• [WHAT YOU SHOULD DO]: Every line below that holds the string "Creates" must be copied.

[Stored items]

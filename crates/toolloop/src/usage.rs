//! Token accounting.

use std::ops::AddAssign;

use serde::{Deserialize, Serialize};

/// Token counts reported for one inference call, or accumulated over a
/// whole session.
#[derive(Debug, Clone, Copy, Default, PartialEq, Eq, Serialize, Deserialize)]
pub struct Usage {
    /// Tokens in the request (the full conversation plus declarations).
    pub input_tokens: u64,
    /// Tokens the model generated.
    pub output_tokens: u64,
    /// Of `output_tokens`, how many were spent on hidden reasoning.
    pub reasoning_tokens: Option<u64>,
}

impl Usage {
    /// Input plus output tokens.
    pub fn total_tokens(&self) -> u64 {
        self.input_tokens + self.output_tokens
    }
}

impl AddAssign<&Usage> for Usage {
    fn add_assign(&mut self, rhs: &Usage) {
        self.input_tokens += rhs.input_tokens;
        self.output_tokens += rhs.output_tokens;
        self.reasoning_tokens = match (self.reasoning_tokens, rhs.reasoning_tokens) {
            (None, None) => None,
            (a, b) => Some(a.unwrap_or(0) + b.unwrap_or(0)),
        };
    }
}

#[cfg(test)]
mod tests {
    use super::*;

    #[test]
    fn test_add_assign_accumulates() {
        let mut total = Usage::default();
        total += &Usage {
            input_tokens: 100,
            output_tokens: 20,
            reasoning_tokens: None,
        };
        total += &Usage {
            input_tokens: 150,
            output_tokens: 30,
            reasoning_tokens: Some(12),
        };
        assert_eq!(total.input_tokens, 250);
        assert_eq!(total.output_tokens, 50);
        assert_eq!(total.reasoning_tokens, Some(12));
        assert_eq!(total.total_tokens(), 300);
    }

    #[test]
    fn test_reasoning_stays_none_when_never_reported() {
        let mut total = Usage::default();
        total += &Usage::default();
        assert_eq!(total.reasoning_tokens, None);
    }
}
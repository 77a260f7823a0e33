//! Tool error types.

use serde_json::json;

/// Error returned by a tool handler.
#[derive(Debug, thiserror::Error)]
#[error("{message}")]
pub struct ToolError {
    /// Human-readable error description.
    pub message: String,
}

impl ToolError {
    /// Creates a new tool error with the given message.
    pub fn new(message: impl Into<String>) -> Self {
        Self {
            message: message.into(),
        }
    }
}

impl From<serde_json::Error> for ToolError {
    fn from(err: serde_json::Error) -> Self {
        Self::new(err.to_string())
    }
}

/// A fault confined to one tool invocation.
///
/// Faults never abort the session. The dispatcher renders them into the
/// invocation's result via [`payload`](Self::payload) so the model can see
/// what went wrong and react on the next round.
#[derive(Debug, Clone, PartialEq, Eq, thiserror::Error)]
pub enum ToolFault {
    /// The model asked for a tool that was never declared.
    #[error("Unknown tool: {tool}")]
    UnknownTool {
        /// The requested name.
        tool: String,
    },
    /// The arguments could not be decoded under the tool's calling
    /// convention, or failed its parameter schema.
    #[error("Invalid arguments for {tool}: {message}")]
    ArgumentDecode {
        /// The tool's name.
        tool: String,
        /// What was wrong with the arguments.
        message: String,
    },
    /// The handler returned an error or panicked.
    #[error("Tool {tool} failed: {message}")]
    HandlerFailure {
        /// The tool's name.
        tool: String,
        /// The handler's error message.
        message: String,
    },
}

impl ToolFault {
    /// Stable machine-readable kind.
    pub fn kind(&self) -> &'static str {
        match self {
            Self::UnknownTool { .. } => "unknown_tool",
            Self::ArgumentDecode { .. } => "argument_decode_error",
            Self::HandlerFailure { .. } => "handler_failure",
        }
    }

    /// The tool the fault belongs to.
    pub fn tool(&self) -> &str {
        match self {
            Self::UnknownTool { tool }
            | Self::ArgumentDecode { tool, .. }
            | Self::HandlerFailure { tool, .. } => tool,
        }
    }

    /// The JSON error payload sent back to the model.
    pub fn payload(&self) -> String {
        json!({
            "error": {
                "kind": self.kind(),
                "tool": self.tool(),
                "message": self.to_string(),
            }
        })
        .to_string()
    }
}

#[cfg(test)]
mod tests {
    use super::*;
    use serde_json::Value;

    #[test]
    fn test_payload_shape() {
        let fault = ToolFault::UnknownTool {
            tool: "teleport".into(),
        };
        let payload: Value = serde_json::from_str(&fault.payload()).unwrap();
        assert_eq!(payload["error"]["kind"], "unknown_tool");
        assert_eq!(payload["error"]["tool"], "teleport");
        assert_eq!(payload["error"]["message"], "Unknown tool: teleport");
    }

    #[test]
    fn test_kinds_are_distinct() {
        let decode = ToolFault::ArgumentDecode {
            tool: "t".into(),
            message: "m".into(),
        };
        let failure = ToolFault::HandlerFailure {
            tool: "t".into(),
            message: "m".into(),
        };
        assert_ne!(decode.kind(), failure.kind());
        assert_eq!(failure.to_string(), "Tool t failed: m");
    }
}
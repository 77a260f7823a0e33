//! Single-tool price lookup.

use rand::Rng;
use serde::Deserialize;
use serde_json::{Value, json};
use toolloop::tool::{ToolError, ToolRegistry, tool_fn};
use toolloop::{LoopError, ReasoningEffort};

use super::{Convention, Demo};

const SYSTEM_PROMPT: &str = "\
You are a simple price checker. Given a product SKU, call the tool `checkPrice` to get a random price in USD cents, \
then summarize the price to the user in dollars (e.g., $12.34).
";

const DEFAULT_PROMPT: &str = "What's the price for SKU 'SKU-001' today?";

const CHECK_PRICE_GRAMMAR: &str = include_str!("../../grammars/check_price.lark");

/// Inclusive range of generated prices, in cents.
pub(crate) const PRICE_RANGE: std::ops::RangeInclusive<u32> = 500..=19_999;

#[derive(Debug, Deserialize)]
struct CheckPriceArgs {
    sku: String,
}

fn check_price(sku: &str, price_cents: u32) -> Value {
    json!({ "sku": sku, "priceCents": price_cents, "currency": "USD" })
}

/// Builds the demo.
pub(crate) fn demo(convention: Convention, prompt: Option<String>) -> Result<Demo, LoopError> {
    let mut registry = ToolRegistry::new();
    registry.declare(tool_fn(
        convention.declare(
            "checkPrice",
            "Return a random price in cents for the given SKU.",
            json!({
                "type": "object",
                "properties": { "sku": { "type": "string" } },
                "required": ["sku"]
            }),
            CHECK_PRICE_GRAMMAR,
        ),
        |args: Value| {
            let price_cents = rand::rng().random_range(PRICE_RANGE);
            async move {
                let args: CheckPriceArgs = serde_json::from_value(args)?;
                Ok::<_, ToolError>(check_price(&args.sku, price_cents))
            }
        },
    ))?;

    Ok(Demo {
        name: "simple-price",
        system: SYSTEM_PROMPT,
        user: prompt.unwrap_or_else(|| DEFAULT_PROMPT.to_string()),
        registry,
        model: "gpt-5",
        reasoning_effort: ReasoningEffort::High,
    })
}
//! Orchestration loop configuration, events, and outcomes.

use std::time::Duration;

use serde::{Deserialize, Serialize};

use crate::chat::ToolResult;

/// Whether each inference call is made buffered or streamed.
///
/// Both modes produce the same [`ModelResponse`](crate::ModelResponse);
/// the choice only affects latency and logging.
#[derive(Debug, Clone, Copy, Default, PartialEq, Eq, Serialize, Deserialize)]
#[serde(rename_all = "snake_case")]
pub enum ResponseMode {
    /// One request, one complete response.
    #[default]
    Buffered,
    /// Incremental events folded into a response.
    Streaming,
}

/// Configuration for the orchestration loop.
///
/// ```rust
/// use toolloop::tool::{LoopConfig, ResponseMode};
///
/// let config = LoopConfig {
///     max_rounds: Some(4),
///     response_mode: ResponseMode::Streaming,
///     ..Default::default()
/// };
/// assert!(config.parallel_dispatch);
/// ```
#[derive(Debug, Clone, PartialEq, Eq)]
pub struct LoopConfig {
    /// Safety bound on the number of rounds. `None` disables the guard;
    /// the loop then ends only when a round requests no tools. Default: 10.
    pub max_rounds: Option<u32>,
    /// Run the handlers of one round concurrently. Default: true.
    pub parallel_dispatch: bool,
    /// Buffered or streaming inference calls. Default: buffered.
    pub response_mode: ResponseMode,
}

impl Default for LoopConfig {
    fn default() -> Self {
        Self {
            max_rounds: Some(10),
            parallel_dispatch: true,
            response_mode: ResponseMode::Buffered,
        }
    }
}

/// Something that happened inside the loop.
///
/// Buffered on the [`Session`](crate::Session); drain with
/// [`Session::drain_events`](crate::Session::drain_events).
#[derive(Debug, Clone, PartialEq)]
#[non_exhaustive]
pub enum LoopEvent {
    /// A round is about to call the model.
    RoundStart {
        /// Round number, 1-indexed.
        round: u32,
        /// Conversation length when the request was built.
        message_count: usize,
    },
    /// The model answered.
    ResponseReceived {
        /// Round number.
        round: u32,
        /// Number of tool invocations requested.
        tool_calls: usize,
        /// Whether the response carried assistant text.
        has_text: bool,
    },
    /// A handler is about to run.
    ///
    /// With parallel dispatch, start/end pairs arrive in completion order.
    /// Use `correlation_id` to pair them.
    ToolDispatchStart {
        /// Invocation id.
        correlation_id: String,
        /// Requested tool.
        tool_name: String,
    },
    /// A handler finished (or the invocation faulted).
    ToolDispatchEnd {
        /// Invocation id.
        correlation_id: String,
        /// Requested tool.
        tool_name: String,
        /// The committed result.
        result: ToolResult,
        /// Time spent in decode and handler.
        duration: Duration,
    },
    /// The session reached a terminal state.
    Finished {
        /// Rounds executed.
        rounds: u32,
        /// Whether the session ended normally (as opposed to aborting).
        completed: bool,
    },
}

/// How a session that ran to natural completion ended.
#[derive(Debug, Clone, PartialEq, Eq, Serialize, Deserialize)]
#[serde(tag = "status", rename_all = "snake_case")]
pub enum Outcome {
    /// The final round produced text.
    Completed {
        /// The terminal text.
        text: String,
        /// Rounds executed.
        rounds: u32,
        /// Tool invocations dispatched across all rounds.
        tool_calls: usize,
    },
    /// The final round requested no tools but produced no text either.
    Inconclusive {
        /// Rounds executed.
        rounds: u32,
        /// Tool invocations dispatched across all rounds.
        tool_calls: usize,
    },
}

impl Outcome {
    /// The terminal text, if any.
    pub fn text(&self) -> Option<&str> {
        match self {
            Self::Completed { text, .. } => Some(text),
            Self::Inconclusive { .. } => None,
        }
    }

    /// Rounds executed.
    pub fn rounds(&self) -> u32 {
        match self {
            Self::Completed { rounds, .. } | Self::Inconclusive { rounds, .. } => *rounds,
        }
    }

    /// Whether the session ended without terminal text.
    pub fn is_inconclusive(&self) -> bool {
        matches!(self, Self::Inconclusive { .. })
    }
}

/// Result of driving one round with [`ToolLoop::step`](super::ToolLoop::step).
#[derive(Debug, Clone, PartialEq, Eq)]
pub enum StepOutcome {
    /// Tools were dispatched; the given round is next.
    Continue {
        /// The round that will run on the next step.
        next_round: u32,
    },
    /// The session is over.
    Finished(Outcome),
}

#[cfg(test)]
mod tests {
    use super::*;

    #[test]
    fn test_defaults() {
        let config = LoopConfig::default();
        assert_eq!(config.max_rounds, Some(10));
        assert!(config.parallel_dispatch);
        assert_eq!(config.response_mode, ResponseMode::Buffered);
    }

    #[test]
    fn test_outcome_accessors() {
        let done = Outcome::Completed {
            text: "Two slots open".into(),
            rounds: 2,
            tool_calls: 2,
        };
        assert_eq!(done.text(), Some("Two slots open"));
        assert_eq!(done.rounds(), 2);
        assert!(!done.is_inconclusive());

        let empty = Outcome::Inconclusive {
            rounds: 1,
            tool_calls: 0,
        };
        assert!(empty.text().is_none());
        assert!(empty.is_inconclusive());
    }

    #[test]
    fn test_outcome_serializes_with_status_tag() {
        let json = serde_json::to_value(Outcome::Inconclusive {
            rounds: 3,
            tool_calls: 4,
        })
        .unwrap();
        assert_eq!(json["status"], "inconclusive");
        assert_eq!(json["rounds"], 3);
    }
}
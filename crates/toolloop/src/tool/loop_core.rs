//! The orchestration loop.
//!
//! [`ToolLoop`] drives a [`Session`] through its states:
//!
//! ```text
//! Init ─► AwaitingModel ─► DispatchingTools ─► AwaitingModel ─► … ─► Done
//!              │                   │
//!              └──────────┬────────┘
//!                         ▼
//!                      Aborted  (transport error, round guard, cancellation)
//! ```
//!
//! A session ends normally only on a round whose response requests no
//! tools. The round guard is an extra safety bound, not the termination
//! mechanism.
//!
//! # Atomic rounds
//!
//! A round's response items and all of its tool results are committed to
//! the conversation in one batch after fan-in. A round interrupted by an
//! error or by cancellation commits nothing, so the conversation always
//! ends on a round boundary and every committed invocation has exactly
//! one committed result.

use std::collections::HashSet;

use tokio_util::sync::CancellationToken;
use tracing::{info, warn};

use super::ToolRegistry;
use super::config::{LoopConfig, LoopEvent, Outcome, StepOutcome};
use super::dispatcher::dispatch;
use crate::chat::{Message, ToolInvocation};
use crate::client::{DynInferenceClient, GenerationConfig, InferenceRequest, submit_with_mode};
use crate::error::LoopError;
use crate::session::{Round, Session, SessionState};

/// Drives sessions against one client and one registry.
///
/// The loop borrows both for its whole lifetime, so the registry cannot
/// change while sessions run.
///
/// ```rust,no_run
/// use tokio_util::sync::CancellationToken;
/// use toolloop::tool::{LoopConfig, ToolLoop, ToolRegistry};
/// use toolloop::DynInferenceClient;
///
/// # async fn example(client: &dyn DynInferenceClient) -> Result<(), toolloop::LoopError> {
/// let registry: ToolRegistry = ToolRegistry::new();
/// let tool_loop = ToolLoop::new(client, &registry, LoopConfig::default());
///
/// let mut session = tool_loop.session("You are terse.", "Say hi.");
/// let outcome = tool_loop.run(&mut session, &(), &CancellationToken::new()).await?;
/// println!("{:?}", outcome.text());
/// # Ok(())
/// # }
/// ```
pub struct ToolLoop<'a, Ctx = ()>
where
    Ctx: Send + Sync + 'static,
{
    client: &'a dyn DynInferenceClient,
    registry: &'a ToolRegistry<Ctx>,
    config: LoopConfig,
    generation: GenerationConfig,
}

impl<Ctx> std::fmt::Debug for ToolLoop<'_, Ctx>
where
    Ctx: Send + Sync + 'static,
{
    fn fmt(&self, f: &mut std::fmt::Formatter<'_>) -> std::fmt::Result {
        f.debug_struct("ToolLoop")
            .field("client", &self.client.metadata())
            .field("registry", &self.registry)
            .field("config", &self.config)
            .field("generation", &self.generation)
            .finish()
    }
}

impl<'a, Ctx> ToolLoop<'a, Ctx>
where
    Ctx: Send + Sync + 'static,
{
    /// Creates a loop with default generation settings.
    pub fn new(
        client: &'a dyn DynInferenceClient,
        registry: &'a ToolRegistry<Ctx>,
        config: LoopConfig,
    ) -> Self {
        Self {
            client,
            registry,
            config,
            generation: GenerationConfig::default(),
        }
    }

    /// Sets the generation settings sent with every request.
    #[must_use]
    pub fn with_generation(mut self, generation: GenerationConfig) -> Self {
        self.generation = generation;
        self
    }

    /// The loop's configuration.
    pub fn config(&self) -> &LoopConfig {
        &self.config
    }

    /// Seeds a session that offers every tool in the registry.
    pub fn session(&self, system: impl Into<String>, user: impl Into<String>) -> Session {
        Session::new(system, user, self.registry.declarations())
    }

    /// Drives the session until it ends.
    ///
    /// Returns the [`Outcome`] of a session that ended because a round
    /// requested no tools. Every other ending is an error, after which the
    /// session is [`Aborted`](SessionState::Aborted) but still holds its
    /// conversation, rounds, and most recent text.
    pub async fn run(
        &self,
        session: &mut Session,
        ctx: &Ctx,
        cancel: &CancellationToken,
    ) -> Result<Outcome, LoopError> {
        loop {
            match self.step(session, ctx, cancel).await? {
                StepOutcome::Continue { .. } => {}
                StepOutcome::Finished(outcome) => return Ok(outcome),
            }
        }
    }

    /// Drives exactly one round.
    ///
    /// Calling `step` on a finished session returns its outcome again; on an
    /// aborted one it returns [`LoopError::SessionAborted`].
    pub async fn step(
        &self,
        session: &mut Session,
        ctx: &Ctx,
        cancel: &CancellationToken,
    ) -> Result<StepOutcome, LoopError> {
        match (session.state, &session.outcome) {
            (SessionState::Done, Some(outcome)) => return Ok(StepOutcome::Finished(outcome.clone())),
            (SessionState::Aborted, _) => return Err(LoopError::SessionAborted),
            _ => {}
        }

        let round = session.round;
        if cancel.is_cancelled() {
            return Err(abort(session, LoopError::Cancelled { round }));
        }
        if let Some(limit) = self.config.max_rounds {
            if round > limit {
                let partial_text = session.last_text.clone();
                return Err(abort(
                    session,
                    LoopError::RoundLimitExceeded {
                        limit,
                        partial_text,
                    },
                ));
            }
        }

        // ── AwaitingModel ───────────────────────────────────────

        session.state = SessionState::AwaitingModel;
        session.events.push(LoopEvent::RoundStart {
            round,
            message_count: session.conversation.len(),
        });
        info!(round, messages = session.conversation.len(), "inference start");

        let request = InferenceRequest {
            input: session.conversation.messages().to_vec(),
            tools: session.declarations.clone(),
            generation: self.generation.clone(),
        };

        let submitted = tokio::select! {
            biased;
            () = cancel.cancelled() => Err(LoopError::Cancelled { round }),
            result = submit_with_mode(self.client, &request, self.config.response_mode) => result,
        };
        let response = match submitted {
            Ok(response) => response,
            Err(e) => return Err(abort(session, e)),
        };

        session.usage += &response.usage;
        let text = response.output_text();
        if text.is_some() {
            session.last_text.clone_from(&text);
        }

        let calls: Vec<ToolInvocation> = response.tool_invocations().into_iter().cloned().collect();
        session.events.push(LoopEvent::ResponseReceived {
            round,
            tool_calls: calls.len(),
            has_text: text.is_some(),
        });

        if let Some(id) = reused_correlation_id(session, &calls) {
            return Err(abort(
                session,
                LoopError::ResponseFormat {
                    message: format!("correlation id {id} was already used in this session"),
                    raw: String::new(),
                },
            ));
        }

        let mut batch: Vec<Message> = response.items.into_iter().map(Message::output).collect();

        if calls.is_empty() {
            session.conversation.commit(batch);
            info!(round, "no more tool calls; exiting tool loop");
            let outcome = finish(session, round, text);
            return Ok(StepOutcome::Finished(outcome));
        }

        // ── DispatchingTools ────────────────────────────────────

        session.state = SessionState::DispatchingTools;
        for call in &calls {
            info!(
                round,
                tool = %call.tool_name,
                correlation_id = %call.correlation_id,
                "tool requested"
            );
        }

        let dispatched = tokio::select! {
            biased;
            () = cancel.cancelled() => None,
            outcome = dispatch(self.registry, calls.clone(), self.config.parallel_dispatch, ctx) => Some(outcome),
        };
        let Some(dispatched) = dispatched else {
            return Err(abort(session, LoopError::Cancelled { round }));
        };

        session.events.extend(dispatched.events);
        batch.extend(dispatched.results.iter().cloned().map(Message::tool_result));
        session.conversation.commit(batch);
        session.rounds.push(Round {
            number: round,
            invocations: calls,
            results: dispatched.results,
        });
        session.round += 1;

        Ok(StepOutcome::Continue {
            next_round: session.round,
        })
    }
}

/// Returns a correlation id that is either repeated within `calls` or
/// already present in the session.
fn reused_correlation_id<'c>(session: &Session, calls: &'c [ToolInvocation]) -> Option<&'c str> {
    let mut seen = HashSet::with_capacity(calls.len());
    calls
        .iter()
        .map(|call| call.correlation_id.as_str())
        .find(|id| !seen.insert(*id) || session.conversation.has_correlation_id(id))
}

fn finish(session: &mut Session, round: u32, text: Option<String>) -> Outcome {
    let tool_calls = session.tool_call_count();
    let outcome = match text {
        Some(text) => Outcome::Completed {
            text,
            rounds: round,
            tool_calls,
        },
        None => {
            warn!(round, "final output text unavailable on response");
            Outcome::Inconclusive {
                rounds: round,
                tool_calls,
            }
        }
    };
    session.state = SessionState::Done;
    session.outcome = Some(outcome.clone());
    session.events.push(LoopEvent::Finished {
        rounds: round,
        completed: true,
    });
    outcome
}

fn abort(session: &mut Session, error: LoopError) -> LoopError {
    warn!(round = session.round, error = %error, "session aborted");
    session.state = SessionState::Aborted;
    session.events.push(LoopEvent::Finished {
        rounds: session.round,
        completed: false,
    });
    error
}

• [REPLY]:
    /// Creates a new tool error with the given message.
    /// Creates a loop with default generation settings.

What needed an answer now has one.